Personal information
- Nickname: Skinnijs
- Born: 30 January 1994 (age 32) Saldus, Latvia
- Height: 174 cm (5 ft 9 in)
- Weight: 75 kg (165 lb)

Team information
- Current team: Veksa training
- Discipline: BMX racing
- Role: Rider and Trainer
- Rider type: Track speed specialist

Professional team
- Meybo - Bensink UCI WORLD BMX TRADE TEAM Monum Latvia KRISTAPS VEKSA TRAINING

Major wins
- BMX World Challenge Champion (Men 25-29) 2023

= Kristaps Veksa =

Latvian BMX rider

Kristaps Veksa (born 30 January 1994) is a Latvian male BMX rider, representing his nation at international competitions.
He started to race BMX at 1999.
In 2023 Kristaps became a BMX World Challenge Champion (Men 25-29 years old)
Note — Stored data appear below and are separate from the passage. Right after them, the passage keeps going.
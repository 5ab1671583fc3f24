use super::*;

const OVERWINTER_VERSION: u32 = 0x8000_0003;
const OVERWINTER_GROUP_ID: u32 = 0x03C4_8270;
const SAPLING_VERSION: u32 = 0x8000_0004;
const SAPLING_GROUP_ID: u32 = 0x892F_2085;
const MAX_SCRIPT_SIG: usize = 100;

/// Fully serialized generation (coinbase) transaction.
#[derive(Debug, Clone)]
pub struct GenerationTx {
    bytes: Vec<u8>,
    txid: [u8; 32],
}

impl GenerationTx {
    pub fn bytes(&self) -> &[u8] {
        &self.bytes
    }

    /// Internal byte order, the order merkle trees hash in.
    pub fn txid(&self) -> [u8; 32] {
        self.txid
    }

    /// RPC display order.
    pub fn txid_hex(&self) -> String {
        let mut reversed = self.txid;
        reversed.reverse();
        hex::encode(reversed)
    }
}

pub struct GenerationTxBuilder<'a> {
    policy: &'a CoinPolicy,
    rpc: &'a RpcBlockData,
    pool_address: &'a str,
    pool_sig: &'a str,
    recipients: &'a [FeeRecipient],
}

impl<'a> GenerationTxBuilder<'a> {
    pub fn new(policy: &'a CoinPolicy, rpc: &'a RpcBlockData, pool_address: &'a str) -> Self {
        Self {
            policy,
            rpc,
            pool_address,
            pool_sig: "",
            recipients: &[],
        }
    }

    pub fn with_pool_sig(mut self, pool_sig: &'a str) -> Self {
        self.pool_sig = pool_sig;
        self
    }

    pub fn with_recipients(mut self, recipients: &'a [FeeRecipient]) -> Self {
        self.recipients = recipients;
        self
    }

    pub fn build(self) -> Result<GenerationTx> {
        let format = self.policy.tx_version.select(self.rpc.height);

        let mut tx = Vec::with_capacity(256);

        match format {
            TxFormat::Legacy => tx.write_u32::<LittleEndian>(1)?,
            TxFormat::Overwinter => {
                tx.write_u32::<LittleEndian>(OVERWINTER_VERSION)?;
                tx.write_u32::<LittleEndian>(OVERWINTER_GROUP_ID)?;
            }
            TxFormat::Sapling => {
                tx.write_u32::<LittleEndian>(SAPLING_VERSION)?;
                tx.write_u32::<LittleEndian>(SAPLING_GROUP_ID)?;
            }
        }

        self.write_input(&mut tx)?;
        self.write_outputs(&mut tx)?;

        // lock time
        tx.write_u32::<LittleEndian>(0)?;

        match format {
            TxFormat::Legacy => {}
            TxFormat::Overwinter => {
                // expiry height, then empty joinsplit vector
                tx.write_u32::<LittleEndian>(0)?;
                tx.push(0);
            }
            TxFormat::Sapling => {
                // expiry height, value balance, then empty shielded
                // spend, shielded output and joinsplit vectors
                tx.write_u32::<LittleEndian>(0)?;
                tx.extend_from_slice(&[0u8; 8]);
                tx.extend_from_slice(&[0, 0, 0]);
            }
        }

        let txid = sha256d::Hash::hash(&tx).to_byte_array();

        Ok(GenerationTx { bytes: tx, txid })
    }

    fn write_input(&self, tx: &mut Vec<u8>) -> Result {
        // single input spending the null outpoint
        tx.extend_from_slice(&[1u8]);
        tx.extend_from_slice(&[0u8; 32]);
        tx.write_u32::<LittleEndian>(u32::MAX)?;

        let height = script_number(self.rpc.height);

        let mut script_sig = Vec::with_capacity(height.len() + self.pool_sig.len() + 2);
        script_sig.push(
            u8::try_from(height.len()).context("serialized height exceeds one push byte")?,
        );
        script_sig.extend_from_slice(&height);
        script_sig.extend_from_slice(self.pool_sig.as_bytes());
        script_sig.push(0);

        ensure!(
            script_sig.len() <= MAX_SCRIPT_SIG,
            "coinbase script sig is {} bytes, maximum is {MAX_SCRIPT_SIG}",
            script_sig.len()
        );

        write_varint(tx, script_sig.len() as u64);
        tx.extend_from_slice(&script_sig);
        tx.write_u32::<LittleEndian>(u32::MAX)?;

        Ok(())
    }

    fn write_outputs(&self, tx: &mut Vec<u8>) -> Result {
        let subsidy = &self.rpc.subsidy;
        let total = block_reward(self.policy, subsidy);
        let fees = self.rpc.total_fees();

        let mut aux = self.reward_outputs(total)?;

        for stream in &subsidy.fundingstreams {
            aux.push((stream.value_zat, p2sh_script(address_hash160(&stream.address)?)));
        }

        let mut recipients = Vec::with_capacity(self.recipients.len());
        for recipient in self.recipients {
            recipients.push((
                round_pct(total, recipient.percent),
                p2pkh_script(address_hash160(&recipient.address)?),
            ));
        }

        // the operator takes whatever the fixed outputs leave behind, so
        // the sum always lands exactly on total plus fees
        let fixed: u64 = aux.iter().chain(&recipients).map(|(value, _)| value).sum();
        let operator = (total + fees)
            .checked_sub(fixed)
            .context("reward outputs exceed the block subsidy")?;

        if self.policy.burn_fees && fees > 0 {
            let (first, _) = recipients
                .first_mut()
                .context("burning fees requires at least one recipient")?;
            *first = first
                .checked_sub(fees)
                .context("recipient share is smaller than the fees to burn")?;
        }

        let mut outputs = Vec::with_capacity(aux.len() + recipients.len() + 2);
        outputs.push((operator, p2pkh_script(address_hash160(self.pool_address)?)));
        outputs.extend(aux);

        if let Some(commitment) = &self.rpc.default_witness_commitment {
            outputs.push((0, hex::decode(commitment)?));
        }

        outputs.extend(recipients);

        write_varint(tx, outputs.len() as u64);
        for (value, script) in outputs {
            tx.write_u64::<LittleEndian>(value)?;
            write_varint(tx, script.len() as u64);
            tx.extend_from_slice(&script);
        }

        Ok(())
    }

    /// Plan-specific outputs that come out of the miner's share.
    fn reward_outputs(&self, total: u64) -> Result<Vec<(u64, Vec<u8>)>> {
        let subsidy = &self.rpc.subsidy;
        let height = self.rpc.height;
        let mut outputs = Vec::new();

        match &self.policy.reward {
            RewardPlan::Plain | RewardPlan::FundingStreams => {}
            RewardPlan::Founders(plan) => {
                if let Some(update) = plan
                    .treasury_update
                    .as_ref()
                    .filter(|update| height >= update.start_height)
                {
                    for tier in [&update.treasury, &update.securenodes, &update.supernodes] {
                        let index = ((height - update.start_height) / update.change_interval)
                            as usize
                            % tier.addresses.len();
                        outputs.push((
                            round_pct(total, tier.percent),
                            p2sh_script(address_hash160(&tier.addresses[index])?),
                        ));
                    }
                } else if let Some(treasury) = plan
                    .treasury
                    .as_ref()
                    .filter(|treasury| height >= treasury.start_height)
                {
                    let index = ((height - treasury.start_height) / treasury.change_interval)
                        as usize
                        % treasury.addresses.len();
                    outputs.push((
                        round_pct(total, treasury.percent),
                        p2sh_script(address_hash160(&treasury.addresses[index])?),
                    ));
                } else if height < plan.max_height {
                    let index =
                        ((height / plan.change_interval) as usize).min(plan.addresses.len() - 1);
                    outputs.push((
                        round_pct(total, plan.percent),
                        p2sh_script(address_hash160(&plan.addresses[index])?),
                    ));
                }

                if let (Some(premine), Some(address)) = (subsidy.premine, &plan.premine_address) {
                    outputs.push((premine, p2sh_script(address_hash160(address)?)));
                }
            }
            RewardPlan::PayAllFounders(plan) => {
                let founders = round_coins(
                    subsidy
                        .founders
                        .context("founders subsidy missing from template")?,
                    self.policy,
                );
                let infrastructure = round_coins(
                    subsidy
                        .infrastructure
                        .context("infrastructure subsidy missing from template")?,
                    self.policy,
                );
                let giveaways = round_coins(
                    subsidy
                        .giveaways
                        .context("giveaways subsidy missing from template")?,
                    self.policy,
                );

                let share = founders / plan.founders_addresses.len() as u64;
                for address in &plan.founders_addresses {
                    outputs.push((share, p2sh_script(address_hash160(address)?)));
                }
                outputs.push((
                    infrastructure,
                    p2sh_script(address_hash160(&plan.infrastructure_address)?),
                ));
                outputs.push((
                    giveaways,
                    p2sh_script(address_hash160(&plan.giveaways_address)?),
                ));
            }
            RewardPlan::Masternode => {
                let payee = subsidy
                    .payee
                    .as_ref()
                    .context("masternode payee missing from template")?;
                let amount = subsidy
                    .payee_amount
                    .context("masternode payee amount missing from template")?;
                outputs.push((amount, p2pkh_script(address_hash160(payee)?)));
            }
            RewardPlan::Zelnode => {
                let tiers = subsidy
                    .zelnodes
                    .as_ref()
                    .context("zelnode payees missing from template")?;
                for payee in [&tiers.basic, &tiers.super_, &tiers.bamf]
                    .into_iter()
                    .flatten()
                {
                    outputs.push((payee.amount, p2pkh_script(address_hash160(&payee.payee)?)));
                }
            }
        }

        Ok(outputs)
    }
}

/// Total minted value of the block, fees excluded.
pub(crate) fn block_reward(policy: &CoinPolicy, subsidy: &Subsidy) -> u64 {
    let mut total = round_coins(subsidy.miner, policy);

    total += subsidy.premine.unwrap_or_default();
    total += subsidy
        .fundingstreams
        .iter()
        .map(|stream| stream.value_zat)
        .sum::<u64>();

    if matches!(policy.reward, RewardPlan::PayAllFounders(_)) {
        total += round_coins(subsidy.founders.unwrap_or_default(), policy);
        total += round_coins(subsidy.infrastructure.unwrap_or_default(), policy);
        total += round_coins(subsidy.giveaways.unwrap_or_default(), policy);
    }

    total
}

fn round_coins(coins: f64, policy: &CoinPolicy) -> u64 {
    (coins * policy.subsidy_multiple).round() as u64
}

fn round_pct(total: u64, percent: f64) -> u64 {
    (total as f64 * percent / 100.0).round() as u64
}

pub(crate) fn address_hash160(address: &str) -> Result<[u8; 20]> {
    let payload = base58::decode_check(address)
        .with_context(|| format!("invalid base58 address `{address}`"))?;

    ensure!(
        payload.len() > 20,
        "address `{address}` payload is too short"
    );

    let mut output = [0u8; 20];
    output.copy_from_slice(&payload[payload.len() - 20..]);
    Ok(output)
}

pub(crate) fn p2pkh_script(hash: [u8; 20]) -> Vec<u8> {
    Builder::new()
        .push_opcode(opcodes::all::OP_DUP)
        .push_opcode(opcodes::all::OP_HASH160)
        .push_slice(hash)
        .push_opcode(opcodes::all::OP_EQUALVERIFY)
        .push_opcode(opcodes::all::OP_CHECKSIG)
        .into_script()
        .into_bytes()
}

pub(crate) fn p2sh_script(hash: [u8; 20]) -> Vec<u8> {
    Builder::new()
        .push_opcode(opcodes::all::OP_HASH160)
        .push_slice(hash)
        .push_opcode(opcodes::all::OP_EQUAL)
        .into_script()
        .into_bytes()
}

/// Minimal little-endian script integer, sign-bit padded, as consensus
/// expects for the BIP34 height push.
pub(crate) fn script_number(value: u64) -> Vec<u8> {
    if value == 0 {
        return vec![0];
    }

    let mut bytes = Vec::new();
    let mut remaining = value;
    while remaining > 0 {
        bytes.push((remaining & 0xff) as u8);
        remaining >>= 8;
    }

    if bytes.last().is_some_and(|byte| byte & 0x80 != 0) {
        bytes.push(0);
    }

    bytes
}

pub(crate) fn write_varint(buffer: &mut Vec<u8>, value: u64) {
    match value {
        0..=0xfc => buffer.push(value as u8),
        0xfd..=0xffff => {
            buffer.push(0xfd);
            buffer.extend_from_slice(&(value as u16).to_le_bytes());
        }
        0x1_0000..=0xffff_ffff => {
            buffer.push(0xfe);
            buffer.extend_from_slice(&(value as u32).to_le_bytes());
        }
        _ => {
            buffer.push(0xff);
            buffer.extend_from_slice(&value.to_le_bytes());
        }
    }
}
use super::*;

/// Little-endian wire hex, the exact byte order written into the block header.
#[derive(Debug, Clone, Copy, PartialEq, Eq, DeserializeFromStr, SerializeDisplay)]
pub struct Ntime(u32);

impl Ntime {
    pub fn wire_bytes(self) -> [u8; 4] {
        self.0.to_le_bytes()
    }
}

impl FromStr for Ntime {
    type Err = InternalError;

    fn from_str(s: &str) -> Result<Self, Self::Err> {
        if s.len() != 8 {
            return Err(InternalError::Parse {
                message: format!("incorrect size of ntime '{s}'"),
            });
        }

        let bytes = <[u8; 4]>::from_hex(s).map_err(|e| InternalError::Parse {
            message: format!("invalid hex in ntime '{s}': {e}"),
        })?;

        Ok(Ntime(u32::from_le_bytes(bytes)))
    }
}

impl Display for Ntime {
    fn fmt(&self, f: &mut Formatter<'_>) -> fmt::Result {
        f.write_str(&hex::encode(self.0.to_le_bytes()))
    }
}

impl From<u32> for Ntime {
    fn from(time: u32) -> Ntime {
        Ntime(time)
    }
}

impl From<Ntime> for u32 {
    fn from(ntime: Ntime) -> u32 {
        ntime.0
    }
}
At the moment he is a BMX Trainer in Germany and also compete in international events like BMX and Pumptrack World championship races.
In 2021 He was also first time competing in Ninja Warrior Germany and Ninja Warrior All Stars.

==Best results (since 1999)==

1st in Latvian Championship Multiple times

2002 - 2nd place European Championship round Netherland (Boys 8)

2002 - 3rd place European Championships (Boys 8)

2004 - 7th place European Championships (Boys 10)

2010 - 2nd place European Championships (Boys 16)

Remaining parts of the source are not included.